ANKA
Oluşturulma Tarihi: Haziran 14, 2007 11:23
Hacettepe Üniversitesi Tıp Fakültesi Kulak Burun Boğaz Anabilim Dalı Öğretim Üyesi Prof. Dr. Taner Yılmaz, baş dönmesinin kesinlikle hafife alınmaması gerektiğini kaydetti.
Prof. Dr. Taner yılmaz ANKA’ya yaptığı açıklamada, tansiyon, kan şekeri yükselmesi ya da düşmesi ve kalbin düzensiz atması sonucu oluşan göz kararması gibi bazı durumların, kişi tarafından baş dönmesi olarak yorumlandığını belirterek, baş dönmesinin kişinin hareketsiz iken hareket algılaması anlamına geldiğini belirtti. “Örneğin, yerin ayakların altından kayması ya da çevrenin kişi etrafında dönmesi hissi gerçek bir baş dönmesidir” diyen Yılmaz, baş dönmesinin kesinlikle hafife alınmaması ve mutlaka doktor kontrolünden geçilmesi gerektiğini bildirdi.
Bu tarz baş dönmelerinin, denge sisteminde bir sorun bulunduğunun göstergesi olduğunu kaydeden Yılmaz, “Denge sisteminde sorun olan kişi, alışveriş merkezlerinde yürüyemez, vitrinlere bakamaz, kalabalık yerlerde insanların üstüne üstüne geldiğini hisseder. Yolda yürüyemez, çünkü düşme ve kendine zarar verme ihtimali yüksektir. Araç kullanamaz, çünkü kaza yaparak kendine ve başkalarına zarar verme olasılığı yüksektir, ki bu durumlar ölümle bile sonuçlanabilir” dedi.

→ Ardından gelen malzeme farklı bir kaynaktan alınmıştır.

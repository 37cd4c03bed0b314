//! Typing indicators: forwarded to a live recipient, never stored.

use std::sync::Arc;

use super::events::ServerEvent;
use super::registry::SessionRegistry;
use crate::db::UserDirectory;
use crate::models::user::Identity;

pub struct TypingRelay {
    directory: Arc<dyn UserDirectory>,
    registry: Arc<SessionRegistry>,
}

impl TypingRelay {
    pub fn new(directory: Arc<dyn UserDirectory>, registry: Arc<SessionRegistry>) -> Self {
        Self { directory, registry }
    }

    /// Forward a typing indicator. Returns whether it reached a connection.
    pub async fn notify_typing(&self, sender: &Identity, recipient: &str) -> bool {
        self.relay(
            recipient,
            ServerEvent::UserTyping {
                from: sender.username.clone(),
            },
        )
        .await
    }

    pub async fn notify_stop_typing(&self, sender: &Identity, recipient: &str) -> bool {
        self.relay(
            recipient,
            ServerEvent::UserStoppedTyping {
                from: sender.username.clone(),
            },
        )
        .await
    }

    /// At most once. Unknown users, offline users and lookup failures are
    /// all silent no-ops.
    async fn relay(&self, recipient: &str, event: ServerEvent) -> bool {
        let identity = match self.directory.find_by_handle(recipient.trim()).await {
            Ok(Some(identity)) => identity,
            Ok(None) => return false,
            Err(err) => {
                tracing::debug!(%err, "typing relay lookup failed");
                return false;
            }
        };
        match self.registry.lookup(&identity.id) {
            Some(handle) => handle.send(event).is_ok(),
            None => false,
        }
    }
}
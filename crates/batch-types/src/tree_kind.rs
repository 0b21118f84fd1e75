use std::fmt;

use int_enum::IntEnum;

/// Which of the two batch trees a message refers to.
///
/// The wire carries this as a small batch index.
#[repr(u8)]
#[derive(Copy, Clone, Debug, Eq, PartialEq, Ord, PartialOrd, Hash, IntEnum)]
pub enum TreeKind {
    /// The tree whose leaves are the new VTXOs.
    Vtxo = 0,

    /// The tree linking forfeit transactions to the commitment transaction.
    Connector = 1,
}

impl fmt::Display for TreeKind {
    fn fmt(&self, f: &mut fmt::Formatter<'_>) -> fmt::Result {
        let s = match self {
            TreeKind::Vtxo => "vtxo",
            TreeKind::Connector => "connector",
        };
        write!(f, "{}", s)
    }
}

#[cfg(test)]
mod tests {
    use super::*;

    #[test]
    fn test_from_batch_index() {
        assert_eq!(TreeKind::try_from(0u8).ok(), Some(TreeKind::Vtxo));
        assert_eq!(TreeKind::try_from(1u8).ok(), Some(TreeKind::Connector));
        assert!(TreeKind::try_from(2u8).is_err());
        assert_eq!(u8::from(TreeKind::Connector), 1);
    }
}
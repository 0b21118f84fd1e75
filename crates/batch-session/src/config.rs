use serde::{Deserialize, Serialize};

/// Default value for `skip_tree_signing` in [`BatchSessionConfig`].
const DEFAULT_SKIP_TREE_SIGNING: bool = false;

/// Default value for `validate_trees` in [`BatchSessionConfig`].
const DEFAULT_VALIDATE_TREES: bool = true;

/// Static settings of a settlement session.
#[derive(Debug, Clone, PartialEq, Eq, Serialize, Deserialize)]
pub struct BatchSessionConfig {
    /// Do not take part in VTXO tree signing.
    ///
    /// Set when none of the outputs registered for the batch need to be
    /// cosigned by this client, e.g. a wallet that only forfeits.
    #[serde(default = "default_skip_tree_signing")]
    skip_tree_signing: bool,

    /// Run [`TxTree::validate`](ark_tx_tree::TxTree::validate) on every tree
    /// built during the round.
    #[serde(default = "default_validate_trees")]
    validate_trees: bool,
}

fn default_skip_tree_signing() -> bool {
    DEFAULT_SKIP_TREE_SIGNING
}

fn default_validate_trees() -> bool {
    DEFAULT_VALIDATE_TREES
}

impl Default for BatchSessionConfig {
    fn default() -> Self {
        Self {
            skip_tree_signing: DEFAULT_SKIP_TREE_SIGNING,
            validate_trees: DEFAULT_VALIDATE_TREES,
        }
    }
}

impl BatchSessionConfig {
    pub fn with_skip_tree_signing(mut self, skip_tree_signing: bool) -> Self {
        self.skip_tree_signing = skip_tree_signing;
        self
    }

    pub fn with_validate_trees(mut self, validate_trees: bool) -> Self {
        self.validate_trees = validate_trees;
        self
    }

    pub fn skip_tree_signing(&self) -> bool {
        self.skip_tree_signing
    }

    pub fn validate_trees(&self) -> bool {
        self.validate_trees
    }
}

#[cfg(test)]
mod tests {
    use super::*;

    #[test]
    fn test_config_load() {
        let config: BatchSessionConfig = toml::from_str(
            r#"
            skip_tree_signing = true
            validate_trees = false
            "#,
        )
        .unwrap();
        assert!(config.skip_tree_signing());
        assert!(!config.validate_trees());
    }

    #[test]
    fn test_config_defaults() {
        let config: BatchSessionConfig = toml::from_str("").unwrap();
        assert_eq!(config, BatchSessionConfig::default());
        assert!(!config.skip_tree_signing());
        assert!(config.validate_trees());

        let config = config.with_skip_tree_signing(true);
        assert!(config.skip_tree_signing());
    }
}
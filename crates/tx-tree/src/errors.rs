use bitcoin::Txid;
use thiserror::Error;

/// Errors raised while assembling or mutating a [`TxTree`](crate::TxTree).
#[derive(Debug, Clone, Error, PartialEq, Eq)]
pub enum TxTreeError {
    /// No fragment lacks a parent, so there is nothing to root the tree at.
    ///
    /// Also returned for an empty fragment set.
    #[error("tree has no root")]
    MissingRoot,

    /// More than one fragment lacks a parent.
    #[error("tree has {} roots, expected exactly one", .0.len())]
    MultipleRoots(Vec<Txid>),

    /// Two fragments carry the same txid.
    #[error("duplicate fragment for txid {0}")]
    DuplicateTxid(Txid),

    /// A fragment names a parent that is not part of the fragment set.
    #[error("fragment {txid} names unknown parent {parent}")]
    MissingParent {
        /// The child fragment.
        txid: Txid,
        /// The parent it refers to.
        parent: Txid,
    },

    /// Some fragments cannot be reached from the root.
    #[error("{unreachable} fragments are not reachable from root {root}")]
    Disconnected {
        /// The tree root.
        root: Txid,
        /// Number of fragments left over after walking from the root.
        unreachable: usize,
    },

    /// The requested node is not in the tree.
    #[error("txid {0} not found in tree")]
    NotFound(Txid),

    /// The node has no input at the requested index.
    #[error("input {index} out of range for {txid} ({inputs} inputs)")]
    InputOutOfRange {
        /// The node being mutated.
        txid: Txid,
        /// Requested input index.
        index: usize,
        /// Number of inputs the node actually has.
        inputs: usize,
    },

    /// The declared txid does not match the unsigned transaction it carries.
    #[error("fragment declared as {declared} carries transaction {computed}")]
    TxidMismatch {
        /// Txid the fragment was delivered with.
        declared: Txid,
        /// Txid of the fragment's unsigned transaction.
        computed: Txid,
    },

    /// A child does not spend an output of its parent on input 0.
    #[error("fragment {txid} does not spend its parent {parent}")]
    InvalidParentLink {
        /// The child fragment.
        txid: Txid,
        /// The parent it claims.
        parent: Txid,
    },
}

Yılmaz, baş dönmesi olan kişide tümör bulunup bulunmadığının mutlaka kesinleştirilmesi gerektiğine işaret ederek, tümörün çok nadir görülen bir durum olduğunu da anımsattı.
“İç kulaktan kaynaklanan baş dönmeleri ani başlar. Çok şiddetlidir. Beraberinde şiddetli bulantı ve kusma vardır. Şuur açıktır ve hiç kaybedilmemiştir” diyen Yılmaz, bu tür hastalara
diyet uygulandığını (tuz azaltılıp, bol su içirilir) kaydetti. Yılmaz, diyetin yeterli olmaması durumunda ise ilaç tedavisini başlandığını, en son aşamanın ise ameliyat olduğunu söyledi.
Yılmaz, pozisyonel baş dönmelerinin bir ya da iki seyanslık bir manevrayla (başın yarım daire kanalı boyunca çevrilmesi) düzeltildiğini bildirdi.